I’m guessing that makeToolbars has been tree-shaken or something, i.e. Parcel is being overzealous and I need to dial it down a bit.

It seems – a guess – that I need to read about targets. This document is long and confusing and a mess of overlapping concepts, as well as being JavaScript-centric. Parcel can process any number of different things but most of the configuration seems to be about the myriad ways in which it should process and produce JavaScript.

I think Parcel wants me to put configuration in package.json. Ugh, please not package.json, but okay, I want to get this working.
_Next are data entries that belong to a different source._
//! Legacy MIDI 1.0 short messages packed into single UMP words.

use smallvec::SmallVec;

use crate::error::{Error, Result};
use crate::message_type::MessageType;
use crate::packet::UmpPacket;

/// Byte length of the legacy message that starts with `status`
/// (status byte included).
///
/// Returns `None` for data bytes and for the SysEx framing bytes 0xF0/0xF7,
/// which have no fixed length.
pub fn legacy_message_len(status: u8) -> Option<usize> {
    match status {
        0x00..=0x7F | 0xF0 | 0xF7 => None,
        0xC0..=0xDF => Some(2),
        0x80..=0xEF => Some(3),
        0xF1 | 0xF3 => Some(2),
        0xF2 => Some(3),
        _ => Some(1),
    }
}

/// Pack a legacy MIDI 1.0 message into a UMP word on group 0.
///
/// Channel voice statuses (0x80-0xEF) become MIDI 1.0 channel voice words,
/// system common and real-time statuses become system words. Data bytes are
/// masked to 7 bits; unused data bytes are zeroed.
pub fn encode_short_message(status: u8, data1: u8, data2: u8) -> Result<u32> {
    let len = legacy_message_len(status).ok_or_else(|| {
        Error::malformed(
            u32::from(status) << 16,
            "status byte has no single-word UMP form",
        )
    })?;
    let mt = if status < 0xF0 {
        MessageType::Midi1ChannelVoice
    } else {
        MessageType::System
    };
    let data1 = if len >= 2 { data1 & 0x7F } else { 0 };
    let data2 = if len >= 3 { data2 & 0x7F } else { 0 };
    Ok((u32::from(mt.nibble()) << 28)
        | (u32::from(status) << 16)
        | (u32::from(data1) << 8)
        | u32::from(data2))
}

/// Inverse of [`encode_short_message`]: the legacy bytes carried by a
/// single-word system or MIDI 1.0 channel voice packet.
///
/// Returns `None` when the packet has no legacy equivalent (multi-word
/// packets, utility messages).
pub fn decode_short_message(packet: &UmpPacket) -> Option<SmallVec<[u8; 3]>> {
    match packet.message_type() {
        MessageType::System | MessageType::Midi1ChannelVoice => {}
        _ => return None,
    }
    let [_, status, data1, data2] = packet.first_word().to_be_bytes();
    let len = legacy_message_len(status)?;
    let mut bytes = SmallVec::new();
    bytes.extend_from_slice(&[status, data1, data2][..len]);
    Some(bytes)
}

#[cfg(test)]
mod tests {
    use super::*;

    #[test]
    fn test_note_on_encoding() {
        assert_eq!(encode_short_message(0x90, 0x3C, 0x40).unwrap(), 0x2090_3C40);
    }

    #[test]
    fn test_two_byte_messages_zero_data2() {
        // Program change ignores the second data byte
        assert_eq!(encode_short_message(0xC5, 42, 99).unwrap(), 0x20C5_2A00);
        // Channel pressure
        assert_eq!(encode_short_message(0xD0, 0x7F, 0x7F).unwrap(), 0x20D0_7F00);
    }

    #[test]
    fn test_system_messages() {
        assert_eq!(encode_short_message(0xF8, 0, 0).unwrap(), 0x10F8_0000);
        // Song position pointer carries two data bytes
        assert_eq!(encode_short_message(0xF2, 0x10, 0x20).unwrap(), 0x10F2_1020);
        // Timing clock ignores data
        assert_eq!(encode_short_message(0xF8, 0x12, 0x34).unwrap(), 0x10F8_0000);
    }

    #[test]
    fn test_data_masking() {
        assert_eq!(encode_short_message(0xB0, 0xFF, 0xFF).unwrap(), 0x20B0_7F7F);
    }

    #[test]
    fn test_invalid_status_rejected() {
        assert!(matches!(
            encode_short_message(0x3C, 0, 0),
            Err(Error::MalformedPacket { .. })
        ));
        assert!(encode_short_message(0xF0, 0x7E, 0).is_err());
        assert!(encode_short_message(0xF7, 0, 0).is_err());
    }

    #[test]
    fn test_decode_short_message() {
        let packet = UmpPacket::single(0x2090_3C40).unwrap();
        assert_eq!(decode_short_message(&packet).unwrap().as_slice(), &[0x90, 0x3C, 0x40]);

        let packet = UmpPacket::single(0x20C5_2A00).unwrap();
        assert_eq!(decode_short_message(&packet).unwrap().as_slice(), &[0xC5, 0x2A]);

        let packet = UmpPacket::single(0x10FE_0000).unwrap();
        assert_eq!(decode_short_message(&packet).unwrap().as_slice(), &[0xFE]);
    }

    #[test]
    fn test_decode_rejects_non_legacy() {
        let packet = UmpPacket::single(0x0000_0000).unwrap();
        assert!(decode_short_message(&packet).is_none());

        let packet = UmpPacket::from_words(&[0x4090_3C00, 0xFFFF_0000]).unwrap();
        assert!(decode_short_message(&packet).is_none());
    }
}
//! Static capability report for the compiled-in backend.

use std::sync::OnceLock;

use serde::Serialize;
use umpio_codec::MAX_SYSEX_PAYLOAD;

#[derive(Debug, Clone, Copy, PartialEq, Eq, Serialize)]
pub enum Platform {
    Windows,
    #[serde(rename = "macOS")]
    MacOs,
    Linux,
    Unknown,
}

impl Platform {
    pub const fn current() -> Self {
        if cfg!(windows) {
            Platform::Windows
        } else if cfg!(target_os = "macos") {
            Platform::MacOs
        } else if cfg!(target_os = "linux") {
            Platform::Linux
        } else {
            Platform::Unknown
        }
    }
}

#[derive(Debug, Clone, PartialEq, Eq, Serialize)]
#[serde(rename_all = "camelCase")]
pub struct Capabilities {
    pub platform: Platform,
    /// Whether the native API carries MIDI 2.0 packets end to end.
    pub midi2_support: bool,
    pub ump_support: bool,
    pub midi_ci_support: bool,
    /// Largest SysEx payload `send_sysex` accepts, in bytes.
    pub max_payload: usize,
}

impl Capabilities {
    fn detect() -> Self {
        let platform = Platform::current();
        let native = cfg!(feature = "native");
        Self {
            platform,
            midi2_support: native && matches!(platform, Platform::MacOs | Platform::Linux),
            ump_support: true,
            midi_ci_support: false,
            max_payload: MAX_SYSEX_PAYLOAD,
        }
    }
}

/// Capabilities of this build. Computed once, never fails.
pub fn capabilities() -> &'static Capabilities {
    static CAPABILITIES: OnceLock<Capabilities> = OnceLock::new();
    CAPABILITIES.get_or_init(Capabilities::detect)
}
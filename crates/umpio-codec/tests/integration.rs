//! Integration tests for umpio-codec.
//!
//! Exercises the codec the way a transport uses it: framing outbound SysEx,
//! then decoding the resulting byte stream as a receiver would.

use proptest::prelude::*;
use umpio_codec::{
    chunk_sysex, chunk_sysex7, reassemble_sysex, word_count, Error, SysExReassembler, UmpDecoder,
    UmpPacket, MAX_SYSEX_PAYLOAD,
};

// ---------------------------------------------------------------------------
// 1. SysEx round trips
// ---------------------------------------------------------------------------

#[test]
fn test_roundtrip_at_payload_limit() {
    let payload: Vec<u8> = (0..MAX_SYSEX_PAYLOAD).map(|i| (i % 251) as u8).collect();
    let packets: Vec<_> = chunk_sysex(&payload, 0x10).unwrap().collect();
    assert_eq!(packets.len(), MAX_SYSEX_PAYLOAD.div_ceil(13));
    assert_eq!(reassemble_sysex(&packets).unwrap(), payload);
}

#[test]
fn test_oversized_payload_produces_no_packets() {
    let payload = vec![0u8; MAX_SYSEX_PAYLOAD + 1];
    match chunk_sysex(&payload, 0) {
        Err(Error::PayloadTooLarge { len, max }) => {
            assert_eq!(len, 65537);
            assert_eq!(max, 65536);
        }
        other => panic!("expected PayloadTooLarge, got {other:?}"),
    }
    assert!(matches!(
        chunk_sysex7(&payload, 0),
        Err(Error::PayloadTooLarge { .. })
    ));
}

#[test]
fn test_unstarted_stream_continuation() {
    let packets: Vec<_> = chunk_sysex(&[0x42; 64], 5).unwrap().collect();
    // Middle packet of stream 5 retagged as stream 6, which never started
    let mut words = packets[2].words().to_vec();
    words[0] = (words[0] & 0xFFFF_00FF) | (6 << 8);
    let foreign = UmpPacket::from_words(&words).unwrap();

    assert!(matches!(
        reassemble_sysex([foreign]),
        Err(Error::StreamOutOfOrder { stream_id: 6, .. })
    ));
}

// ---------------------------------------------------------------------------
// 2. Wire decoding of framed output
// ---------------------------------------------------------------------------

/// Chunk, serialize, split the byte stream arbitrarily, decode, reassemble.
#[test]
fn test_chunk_decode_reassemble_pipeline() {
    let payload: Vec<u8> = (0..=255u8).collect();
    let bytes: Vec<u8> = chunk_sysex(&payload, 1)
        .unwrap()
        .flat_map(|p| p.to_be_bytes())
        .collect();

    let mut decoder = UmpDecoder::new();
    let mut reassembler = SysExReassembler::new();
    let mut messages = Vec::new();
    for piece in bytes.chunks(7) {
        for packet in decoder.decode(piece) {
            if let Some(message) = reassembler.push(&packet).unwrap() {
                messages.push(message);
            }
        }
    }
    assert_eq!(decoder.pending_bytes(), 0);
    assert_eq!(messages.len(), 1);
    assert_eq!(messages[0].payload, payload);
    assert_eq!(messages[0].stream_id, Some(1));
}

#[test]
fn test_sysex8_wire_layout() {
    let payload: Vec<u8> = (0x01..=0x1E).collect();
    let layout: Vec<String> = chunk_sysex(&payload, 0x2A)
        .unwrap()
        .on_group(3)
        .map(|p| format!("{p:?}"))
        .collect();
    insta::assert_debug_snapshot!("sysex8_wire_layout", layout);
}

// ---------------------------------------------------------------------------
// 3. Properties
// ---------------------------------------------------------------------------

proptest! {
    #![proptest_config(ProptestConfig::with_cases(48))]

    #[test]
    fn prop_sysex8_roundtrip(
        payload in prop::collection::vec(any::<u8>(), 0..=MAX_SYSEX_PAYLOAD),
        stream_id in any::<u8>(),
    ) {
        let packets: Vec<_> = chunk_sysex(&payload, stream_id).unwrap().collect();
        prop_assert_eq!(reassemble_sysex(&packets).unwrap(), payload);
    }

    #[test]
    fn prop_sysex7_roundtrip(
        payload in prop::collection::vec(0u8..0x80, 0..2048),
        group in 0u8..16,
    ) {
        let packets: Vec<_> = chunk_sysex7(&payload, group).unwrap().collect();
        prop_assert!(packets.iter().all(|p| p.group() == group));
        prop_assert_eq!(reassemble_sysex(&packets).unwrap(), payload);
    }

    #[test]
    fn prop_word_count_matches_table(first_word in any::<u32>()) {
        let expected = match first_word >> 28 {
            0x0..=0x2 => Some(1),
            0x3 | 0x4 => Some(2),
            0x5 | 0xD | 0xF => Some(4),
            _ => None,
        };
        match (word_count(first_word), expected) {
            (Ok(n), Some(e)) => prop_assert_eq!(n, e),
            (Err(Error::MalformedPacket { .. }), None) => {}
            (got, want) => prop_assert!(false, "word_count {got:?}, expected {want:?}"),
        }
    }

    #[test]
    fn prop_decoder_never_splits_packets(
        payload in prop::collection::vec(any::<u8>(), 0..512),
        split in 1usize..17,
    ) {
        let packets: Vec<_> = chunk_sysex(&payload, 0).unwrap().collect();
        let bytes: Vec<u8> = packets.iter().flat_map(|p| p.to_be_bytes()).collect();

        let mut decoder = UmpDecoder::new();
        let mut decoded = Vec::new();
        for piece in bytes.chunks(split) {
            decoded.extend(decoder.decode(piece));
        }
        prop_assert_eq!(decoded, packets);
    }
}
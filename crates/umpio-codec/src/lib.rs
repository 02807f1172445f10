//! Universal MIDI Packet (UMP) codec.
//!
//! Pure transforms shared by every transport backend:
//! - [`word_count`] / [`MessageType`]: packet sizing from the message-type nibble
//! - [`UmpPacket`]: an atomic group of one, two or four 32-bit words
//! - [`encode_short_message`]: legacy MIDI 1.0 bytes packed into a single UMP word
//! - [`UmpDecoder`]: buffered decoding of a big-endian inbound byte stream
//! - [`chunk_sysex`] / [`reassemble_sysex`]: SysEx8 (and SysEx7) framing
//!
//! # Example
//!
//! ```
//! use umpio_codec::{chunk_sysex, reassemble_sysex, word_count};
//!
//! assert_eq!(word_count(0x2090_3C40).unwrap(), 1);
//!
//! let payload = [0x7E, 0x7F, 0x06, 0x01];
//! let packets: Vec<_> = chunk_sysex(&payload, 3).unwrap().collect();
//! assert_eq!(reassemble_sysex(&packets).unwrap(), payload);
//! ```

pub mod error;
pub use error::{Error, Result};

mod decode;
mod message_type;
mod packet;
mod short;
mod sysex;

pub use decode::{DecodedPackets, UmpDecoder};
pub use message_type::{word_count, MessageType};
pub use packet::UmpPacket;
pub use short::{decode_short_message, encode_short_message, legacy_message_len};
pub use sysex::{
    chunk_sysex, chunk_sysex7, reassemble_sysex, SysEx7Chunks, SysEx8Chunks, SysExFormat,
    SysExFragment, SysExMessage, SysExReassembler, SysExStatus,
};

/// Largest SysEx payload accepted by [`chunk_sysex`] and [`SysExReassembler`].
pub const MAX_SYSEX_PAYLOAD: usize = 65536;
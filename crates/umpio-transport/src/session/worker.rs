//! Per-session I/O thread.
//!
//! The worker owns the native handle for the whole session: it opens it,
//! performs every send in queue order, polls inbound data and finally
//! closes it. Nothing else ever touches the handle, and only the worker
//! hands the endpoint back to the registry once the handle is gone.

use std::sync::atomic::{AtomicU8, Ordering};
use std::sync::Arc;
use std::thread::{self, JoinHandle};
use std::time::Duration;

use crossbeam_channel::{Receiver, RecvTimeoutError, Sender, TryRecvError};
use tracing::{debug, error};
use umpio_codec::{UmpDecoder, UmpPacket};

use super::listeners::ListenerSet;
use super::StateCell;
use crate::backend::Backend;
use crate::config::TransportConfig;
use crate::endpoint::{Direction, Endpoint};
use crate::error::{Error, Result};

const PENDING: u8 = 0;
const TAKEN: u8 = 1;
const ABANDONED: u8 = 2;

/// Decides who owns a queued send: the worker that transmits it or the
/// caller that stopped waiting for it. Exactly one side wins.
#[derive(Debug, Clone, Default)]
pub(crate) struct SendTicket(Arc<AtomicU8>);

impl SendTicket {
    /// Worker side. False if the caller already gave up.
    fn take(&self) -> bool {
        self.swap(PENDING, TAKEN)
    }

    /// Caller side. False if the backend call has already started.
    pub fn abandon(&self) -> bool {
        self.swap(PENDING, ABANDONED)
    }

    fn swap(&self, from: u8, to: u8) -> bool {
        self.0
            .compare_exchange(from, to, Ordering::AcqRel, Ordering::Acquire)
            .is_ok()
    }
}

pub(crate) enum Command {
    Send {
        packet: UmpPacket,
        ticket: SendTicket,
        reply: Sender<Result<()>>,
    },
    Close {
        reply: Sender<Result<()>>,
    },
}

pub(crate) struct Worker {
    pub commands: Sender<Command>,
    pub thread: JoinHandle<()>,
}

impl Worker {
    /// Start the worker and wait for it to open `endpoint`.
    ///
    /// `state` must already be claimed. From here on the worker owns its
    /// release: it is handed back only after the backend has closed the
    /// handle or failed to open one.
    ///
    /// If the open outlasts the configured timeout the caller gets
    /// [`Error::BackendTimeout`] and the endpoint stays reserved; the worker
    /// closes the handle itself once the native call returns.
    pub fn spawn<B: Backend>(
        backend: Arc<B>,
        endpoint: Endpoint,
        config: &TransportConfig,
        state: Arc<StateCell>,
        listeners: Arc<ListenerSet>,
    ) -> Result<Self> {
        let (commands, command_rx) = crossbeam_channel::bounded(config.command_queue_depth.max(1));
        // Rendezvous: either the opener takes the result or the worker learns
        // that nobody is waiting for it any more.
        let (opened_tx, opened_rx) = crossbeam_channel::bounded(0);
        let poll_interval = config.poll_interval();
        let name = endpoint.name.clone();

        let thread = thread::Builder::new()
            .name(format!("umpio-{}-{}", endpoint.direction, endpoint.index))
            .spawn({
                let endpoint = endpoint.clone();
                let state = Arc::clone(&state);
                move || {
                    let _release = ReleaseOnExit(Arc::clone(&state));
                    let io = Io {
                        endpoint,
                        commands: command_rx,
                        state,
                        listeners,
                        poll_interval,
                    };
                    io.run(&*backend, opened_tx);
                }
            })
            .map_err(|e| {
                state.release();
                Error::io("open", &name, e.raw_os_error(), e.to_string())
            })?;

        match opened_rx.recv_timeout(config.open_timeout()) {
            Ok(Ok(())) => Ok(Self { commands, thread }),
            Ok(Err(e)) => {
                let _ = thread.join();
                Err(e)
            }
            // The worker cannot hand the endpoint back before `opened_rx`
            // is dropped, so the cell is still ours to mark.
            Err(RecvTimeoutError::Timeout) => {
                state.begin_release();
                Err(Error::BackendTimeout {
                    operation: "open",
                    endpoint: name,
                    timeout: config.open_timeout(),
                })
            }
            Err(RecvTimeoutError::Disconnected) => {
                Err(Error::io("open", name, None, "I/O worker exited during open"))
            }
        }
    }
}

struct ReleaseOnExit(Arc<StateCell>);

impl Drop for ReleaseOnExit {
    fn drop(&mut self) {
        self.0.release();
    }
}

struct Io {
    endpoint: Endpoint,
    commands: Receiver<Command>,
    state: Arc<StateCell>,
    listeners: Arc<ListenerSet>,
    poll_interval: Duration,
}

impl Io {
    fn run<B: Backend>(&self, backend: &B, opened: Sender<Result<()>>) {
        let endpoint = &self.endpoint;
        let mut handle = match backend.open(endpoint) {
            Ok(handle) => handle,
            Err(e) => {
                debug!(name = %endpoint.name, error = %e, "Open failed");
                let _ = opened.send(Err(e));
                return;
            }
        };
        if opened.send(Ok(())).is_err() {
            debug!(name = %endpoint.name, "Opener gave up; releasing late handle");
            if let Err(e) = backend.close(handle) {
                error!(name = %endpoint.name, error = %e, "Failed to release late handle");
            }
            return;
        }
        debug!(name = %endpoint.name, direction = %endpoint.direction, "I/O worker started");

        let receives = endpoint.direction == Direction::Input;
        let mut decoder = UmpDecoder::new();

        loop {
            let command = if receives {
                match self.commands.try_recv() {
                    Ok(command) => Some(command),
                    Err(TryRecvError::Empty) => None,
                    Err(TryRecvError::Disconnected) => break,
                }
            } else {
                match self.commands.recv_timeout(self.poll_interval) {
                    Ok(command) => Some(command),
                    Err(RecvTimeoutError::Timeout) => None,
                    Err(RecvTimeoutError::Disconnected) => break,
                }
            };

            match command {
                Some(Command::Send {
                    packet,
                    ticket,
                    reply,
                }) => {
                    if self.state.is_releasing() {
                        let _ = reply.send(Err(Error::SessionNotOpen {
                            name: endpoint.name.clone(),
                        }));
                        continue;
                    }
                    if !ticket.take() {
                        debug!(name = %endpoint.name, "Skipping send abandoned by its caller");
                        continue;
                    }
                    let result = backend.send(&mut handle, &packet);
                    if let Err(e) = &result {
                        debug!(name = %endpoint.name, error = %e, "Send failed");
                    }
                    let _ = reply.send(result);
                }
                Some(Command::Close { reply }) => {
                    let _ = reply.send(backend.close(handle));
                    debug!(name = %endpoint.name, "I/O worker stopped");
                    return;
                }
                // Close requested but its command never made it into the queue.
                None if self.state.is_releasing() => break,
                None if receives => match backend.poll_receive(&mut handle, self.poll_interval) {
                    Ok(Some(bytes)) => {
                        for packet in decoder.decode(&bytes) {
                            self.listeners.dispatch(&packet);
                        }
                    }
                    Ok(None) => {}
                    Err(e) => {
                        error!(name = %endpoint.name, error = %e, "Receive failed");
                        thread::sleep(self.poll_interval);
                    }
                },
                None => {}
            }
        }

        if let Err(e) = backend.close(handle) {
            error!(name = %endpoint.name, error = %e, "Failed to release handle");
        }
        debug!(name = %endpoint.name, "I/O worker stopped");
    }
}
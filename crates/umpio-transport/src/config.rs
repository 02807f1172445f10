//! Transport configuration.

use std::time::Duration;

use serde::{Deserialize, Serialize};

/// Tunables for a [`UmpTransport`](crate::UmpTransport).
///
/// Usually set through [`UmpTransportBuilder`](crate::UmpTransportBuilder);
/// derives serde so hosts can embed it in their own config files.
#[derive(Debug, Clone, PartialEq, Eq, Serialize, Deserialize)]
#[serde(default)]
pub struct TransportConfig {
    /// Client name announced to the OS MIDI subsystem.
    pub client_name: String,
    pub open_timeout_ms: u64,
    pub send_timeout_ms: u64,
    pub close_timeout_ms: u64,
    /// Upper bound on how long an input worker waits for data before
    /// checking for close requests.
    pub poll_interval_ms: u64,
    /// Pending commands per session before `send` reports a timeout.
    pub command_queue_depth: usize,
}

impl Default for TransportConfig {
    fn default() -> Self {
        Self {
            client_name: "umpio".to_string(),
            open_timeout_ms: 2000,
            send_timeout_ms: 500,
            close_timeout_ms: 2000,
            poll_interval_ms: 5,
            command_queue_depth: 1024,
        }
    }
}

impl TransportConfig {
    pub fn open_timeout(&self) -> Duration {
        Duration::from_millis(self.open_timeout_ms)
    }

    pub fn send_timeout(&self) -> Duration {
        Duration::from_millis(self.send_timeout_ms)
    }

    pub fn close_timeout(&self) -> Duration {
        Duration::from_millis(self.close_timeout_ms)
    }

    pub fn poll_interval(&self) -> Duration {
        Duration::from_millis(self.poll_interval_ms.max(1))
    }
}

#[cfg(test)]
mod tests {
    use super::*;

    #[test]
    fn test_partial_config_uses_defaults() {
        let config: TransportConfig =
            serde_json::from_str(r#"{"client_name":"host","send_timeout_ms":50}"#).unwrap();
        assert_eq!(config.client_name, "host");
        assert_eq!(config.send_timeout(), Duration::from_millis(50));
        assert_eq!(config.open_timeout_ms, TransportConfig::default().open_timeout_ms);
    }

    #[test]
    fn test_poll_interval_never_zero() {
        let config = TransportConfig {
            poll_interval_ms: 0,
            ..Default::default()
        };
        assert_eq!(config.poll_interval(), Duration::from_millis(1));
    }
}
I add:

  "targets": {
    "default": {
      "distDir": "server/dist",
      "source": [
      "context": "browser",
      "isLibrary": true

That "isLibrary": true bit is what I’ve got my hopes pinned on:

When set to true, the target is treated as a library that would be published to npm and consumed by another tool …

i.e. unused imports – at least from Parcel’s purview – won’t get shaken off the tree.

Let’s give this a go:

$ parcel watch
🚨 Build failed.

Error: ENOENT: no such file or directory, stat '/Users/gavin/GitHub/'

Um, that whole directory tree has got nothing to do with this. But I did do something different this time: I invoked parcel watch from …/ instead of …/ as I had before. Let’s try what worked before:

$ (cd server && parcel watch)
🚨 Build failed.

unknown: Could not find entry: /Users/gavin/GitHub/



That last error broke me. It’s enough: I’m ending this experiment. I’m not learning anything new at this point – which is 90% of the point of this – and I’m losing time when I could be doing something useful. I’m getting bitter but I don’t want to drag down Parcel. I get the feeling that if it fits your needs and your setup it’ll be a tremendous boon. But for me, writing a custom server in Rust, it’s not helpful, and sadly it took a couple of days of plugging away to figure that out. I may be able to make use of some of Parcel’s components individually, like the CSS processor, but for now I’m going to do without. My JS and CSS will be fine unminified and without having their tree shaken.